The new office plan included seven meeting rooms, each with a theme reflecting our eCommerce clients. And that’s how our meeting rooms were born to capture the world of shoes, fashion, home design, travel, glasses, personal care, and fashion bags. In this blog, I’ll take you through a tour of each room, from start to finish. All of the images you’ll see for each room will reveal ideas that were sketched (those that made it and those that didn’t), the process of applying the designs, and the final creation.

Each room’s exterior is made of glass, and featured die-cut stickers befitting the theme creating the ambience of a retail shop window. Wallpaper also was added to each room to convey the room’s theme.

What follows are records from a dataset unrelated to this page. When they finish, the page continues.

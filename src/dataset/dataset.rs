//! Triplet dataset with per-relation indices for the relation sampler.

use std::path::{Path, PathBuf};
use std::sync::Arc;

use indexmap::IndexMap;
use rustc_hash::FxHashSet;
use tracing::{debug, info};

use crate::config::Task;
use crate::data::{ensure_json, read_triplets, reverse_triplet};
use crate::dataset::example::{Example, VectorizedExample};
use crate::error::{CakeError, Result};
use crate::hub::DataHub;

/// Read one triplet file into forward and/or backward examples.
pub fn load_data(
    path: impl AsRef<Path>,
    add_forward_triplet: bool,
    add_backward_triplet: bool,
) -> Result<Vec<Example>> {
    let path = path.as_ref();
    ensure_json(path)?;
    if !add_forward_triplet && !add_backward_triplet {
        return Err(CakeError::NoTripletDirection);
    }

    let triplets = read_triplets(path)?;
    info!(count = triplets.len(), path = %path.display(), "Loaded triplets");

    let per_triplet = add_forward_triplet as usize + add_backward_triplet as usize;
    let mut examples = Vec::with_capacity(triplets.len() * per_triplet);
    for triplet in triplets {
        let backward = add_backward_triplet.then(|| Example::from(reverse_triplet(&triplet)));
        if add_forward_triplet {
            examples.push(Example::from(triplet));
        }
        examples.extend(backward);
    }
    Ok(examples)
}

/// Read-only copy of a dataset's indices, handed to samplers.
#[derive(Debug, Clone, Default, PartialEq, Eq)]
pub struct DatasetInfo {
    rels: Vec<String>,
    rel2ent_t: IndexMap<String, IndexMap<String, Vec<usize>>>,
    rel_ex_cnt: IndexMap<String, usize>,
    ex_hid: Vec<String>,
}

impl DatasetInfo {
    /// Index examples in one pass, in list order.
    pub fn build(examples: &[Example]) -> Self {
        let mut info = Self {
            rels: Vec::with_capacity(examples.len()),
            ex_hid: Vec::with_capacity(examples.len()),
            ..Self::default()
        };

        for (i, example) in examples.iter().enumerate() {
            info.ex_hid.push(example.head_id.clone());
            info.rels.push(example.relation.clone());
            info.rel2ent_t
                .entry(example.relation.clone())
                .or_default()
                .entry(example.tail_id.clone())
                .or_default()
                .push(i);
            *info.rel_ex_cnt.entry(example.relation.clone()).or_insert(0) += 1;
        }

        info
    }

    /// Relation of every example, by example index.
    pub fn rels(&self) -> &[String] {
        &self.rels
    }

    /// relation -> tail entity -> example indices
    pub fn rel2ent_t(&self) -> &IndexMap<String, IndexMap<String, Vec<usize>>> {
        &self.rel2ent_t
    }

    /// Examples per relation, in first-seen order.
    pub fn rel_ex_cnt(&self) -> &IndexMap<String, usize> {
        &self.rel_ex_cnt
    }

    /// Head entity of every example, by example index.
    pub fn ex_hid(&self) -> &[String] {
        &self.ex_hid
    }

    pub fn ex_cnt(&self) -> usize {
        self.ex_hid.len()
    }

    pub fn num_relations(&self) -> usize {
        self.rel_ex_cnt.len()
    }
}

/// Examples loaded from one or more triplet files.
pub struct Dataset {
    path_list: Vec<PathBuf>,
    task: Task,
    examples: Vec<Example>,
    info: DatasetInfo,
    hub: Arc<DataHub>,
}

impl Dataset {
    /// Load every path with forward and backward triplets.
    pub fn load<P: AsRef<Path>>(paths: &[P], hub: Arc<DataHub>) -> Result<Self> {
        Self::new(paths, hub, None)
    }

    /// Build from files, or from `examples` when a non-empty list is given.
    ///
    /// Every path must exist unless examples are supplied.
    pub fn new<P: AsRef<Path>>(
        paths: &[P],
        hub: Arc<DataHub>,
        examples: Option<Vec<Example>>,
    ) -> Result<Self> {
        let path_list: Vec<PathBuf> = paths.iter().map(|p| p.as_ref().to_path_buf()).collect();
        info!(is_test = hub.config().is_test, "Building dataset");

        let examples = match examples.filter(|e| !e.is_empty()) {
            Some(examples) => examples,
            None => {
                if let Some(missing) = path_list.iter().find(|p| !p.exists()) {
                    return Err(CakeError::MissingPath(missing.clone()));
                }
                let mut examples = Vec::new();
                for path in &path_list {
                    examples.extend(load_data(path, true, true)?);
                }
                examples
            }
        };

        let info = DatasetInfo::build(&examples);
        log_relation_heads(&examples);
        info!(
            examples = examples.len(),
            relations = info.num_relations(),
            "Dataset indexed"
        );

        Ok(Self {
            path_list,
            task: hub.config().task.clone(),
            examples,
            info,
            hub,
        })
    }

    pub fn len(&self) -> usize {
        self.examples.len()
    }

    pub fn is_empty(&self) -> bool {
        self.examples.is_empty()
    }

    /// Vectorized form of example `index`.
    pub fn get(&self, index: usize) -> Result<VectorizedExample> {
        self.examples
            .get(index)
            .ok_or(CakeError::Index {
                index,
                len: self.examples.len(),
            })?
            .vectorize(&self.hub)
    }

    /// Vectorize a batch of example indices, e.g. one yielded by the relation sampler.
    pub fn get_batch(&self, indices: &[usize]) -> Result<Vec<VectorizedExample>> {
        indices.iter().map(|&i| self.get(i)).collect()
    }

    pub fn example(&self, index: usize) -> Option<&Example> {
        self.examples.get(index)
    }

    pub fn examples(&self) -> &[Example] {
        &self.examples
    }

    /// Owned snapshot of the indices. Changes to it never reach the dataset.
    pub fn info(&self) -> DatasetInfo {
        self.info.clone()
    }

    pub fn paths(&self) -> &[PathBuf] {
        &self.path_list
    }

    pub fn task(&self) -> &Task {
        &self.task
    }

    pub fn hub(&self) -> &DataHub {
        &self.hub
    }
}

fn log_relation_heads(examples: &[Example]) {
    if !tracing::enabled!(tracing::Level::DEBUG) {
        return;
    }
    let mut heads: IndexMap<&str, FxHashSet<&str>> = IndexMap::new();
    for ex in examples {
        heads
            .entry(ex.relation.as_str())
            .or_default()
            .insert(ex.head_id.as_str());
    }
    for (relation, ids) in heads {
        debug!(relation, distinct_heads = ids.len(), "Relation heads");
    }
}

During the project, I faced several challenges:

  • Maintaining elements that are both unique yet unifying: I wanted each room to stand on its own and be as amazing and memorable as possible, and distinguish itself from the others. The challenge was striking the balance between creativity and consistency.
  • Adapting myself to the fixed elements: in each room I came across elements that were predetermined and could not be changed, like the carpet’s color. In some rooms the furniture was already purchased such as TVs that were to be mounted on the wall. These were just some of the considerations I had to take into account when designing the wallpaper.
  • Incorporating multiple ideas: Throughout the project, there were a lot of people involved, which means a lot of opinions. The project required me to analyze and consider many different ideas, until the final decisions were made.
  • Technical limitations: Many of the wallpapers and stickers were created using the die-cut technique, which is done using laser machines. This is an impressive and fast technique but also poses its own unique technical challenge. These stickers require a minimum amount of thickness, shapes too thin will simply not cut properly. I had to check and measure the elements, and if necessary, make small adjustments to produce the perfect execution.
  • Remember the goal: As a designer, the variety of rooms gave me fertile ground for creativity. On one hand, I could “go wild” with the colors and be as imaginative as possible. On the other hand, it was important to be careful not to go too far. The challenge for me was to constantly remind myself what the final goal was — a meeting room that can both have everyone who enters it say “wow”, but also be comfortable and functional for employees.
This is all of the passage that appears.